Kansas City Royals – No. 68
- Coach
- Born: August 9, 1972 (age 53) Caracas, Venezuela
- Bats: LeftThrows: Right
- Stats at Baseball Reference

Teams
- As coach San Francisco Giants (2017–2019); Kansas City Royals (2023–present);

= José Alguacil =

Venezuelan baseball player and coach (born 1972)

José Luis Alguacil (born August 9, 1972) is a Venezuelan professional baseball coach and a former infielder and manager. He served as first base coach of the San Francisco Giants of Major League Baseball (MLB) for three seasons, after being named to the post on November 7, 2016.

==Biography==
A native of Caracas, he played minor league baseball in the Giants' and Chicago White Sox' organizations, as well as in the independent leagues, from 1993 to 2001. He batted .245 in 808 professional games. Alguacil was listed as 6 ft 2 in tall and 200 lb. He batted left-handed and threw right-handed.

Alguacil began his managing career in the Short Season New York–Penn League with the 2004 Vermont Expos, spending three years with the club. In 2007, he rejoined the Giants as a roving minor league infield instructor, and worked for eight years (through 2014) in that post before returning to managing. He played a role in the development of fellow Venezuelan Pablo Sandoval as Sandoval rose through the Giants' system.

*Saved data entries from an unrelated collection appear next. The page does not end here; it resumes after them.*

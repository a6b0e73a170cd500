//! # texmill Build
//!
//! Compile orchestration for LaTeX documents.
//!
//! A [`Compiler`] turns a [`CompileRequest`] into a [`CompileResult`] using
//! one of two strategies, picked once per request:
//!
//! - **Managed**: a single `latexmk` run, which sequences engine and
//!   bibliography passes itself.
//! - **Direct**: when latexmk is not installed, engine pass, then biber (if a
//!   `.bcf` exists) or bibtex (if the `.aux` cites anything), then a second
//!   engine pass. The passes are strictly sequential.
//!
//! Either way the combined output is fed to [`texmill_log::parse_log`]. A
//! compile succeeds when the last pass exits with 0 and no diagnostic is an
//! error.
//!
//! The same [`Compiler`] also cleans auxiliary files, runs standalone
//! bibliography builds, lints with ChkTeX and formats with latexindent.

pub mod bibliography;
pub mod compiler;
pub mod format;
pub mod lint;
pub mod request;
pub mod strategy;

pub use bibliography::{BibRequest, BibResult, BibTool};
pub use compiler::Compiler;
pub use format::{FormatRequest, FormatResult};
pub use lint::{LintRequest, LintResult};
pub use request::{CleanRequest, CleanResult, CompileRequest, CompileResult};
pub use strategy::{BuildStrategy, PreparedRequest};
//! # texmill Core
//!
//! Shared infrastructure for the texmill build tools.
//!
//! ## Overview
//!
//! Every texmill operation treats the TeX toolchain as opaque, slow and
//! fallible. This crate holds the narrow contracts the rest of the workspace
//! talks to that toolchain through:
//!
//! - [`process`] - the [`CommandRunner`](process::CommandRunner) trait and its
//!   `tokio::process` implementation (no shell, timeouts, partial output)
//! - [`toolchain`] - engines, the [`ToolResolver`](toolchain::ToolResolver)
//!   trait and concurrent version probing
//! - [`policy`] - workspace containment and the shell-escape gate
//! - [`config`] - defaults, `.texmill.json` and environment overrides
//! - [`pool`] - bounded-concurrency fan-out for per-file tool runs
//!
//! ## Design Philosophy
//!
//! - **Mockable boundaries**: executables are resolved and run through traits,
//!   so orchestration can be tested without a TeX distribution
//! - **Degrade, don't fail**: only policy violations and programming errors
//!   surface as [`Error`]; tool failures become structured results upstream
//!
//! ## Example
//!
//! ```no_run
//! use texmill_core::process::{CommandRunner, RunOptions, TokioRunner};
//! use texmill_core::toolchain::{ToolResolver, WhichResolver};
//! use std::time::Duration;
//!
//! # async fn demo() -> texmill_core::Result<()> {
//! let exe = WhichResolver.resolve_or_name("pdflatex");
//! let out = TokioRunner
//!     .run(&exe, &["--version".to_string()], &RunOptions::with_timeout(Duration::from_secs(2)))
//!     .await?;
//! println!("{}", out.stdout);
//! # Ok(())
//! # }
//! ```

pub mod config;
pub mod error;
pub mod paths;
pub mod policy;
pub mod pool;
pub mod process;
pub mod toolchain;

pub use config::Config;
pub use error::{Error, Result};
pub use policy::WorkspacePolicy;
pub use toolchain::{Engine, Interaction};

He then piloted the Richmond Flying Squirrels in 2015 and Sacramento River Cats in 2016, compiling a record of 141–143 (.490).

Alguacil managed the Venezuela national baseball team at the qualifiers for the 2020 Summer Olympics, replacing Carlos Subero in the role.

On December 1, 2022, the Kansas City Royals hired Alguacil as their infield coach for the 2023 season.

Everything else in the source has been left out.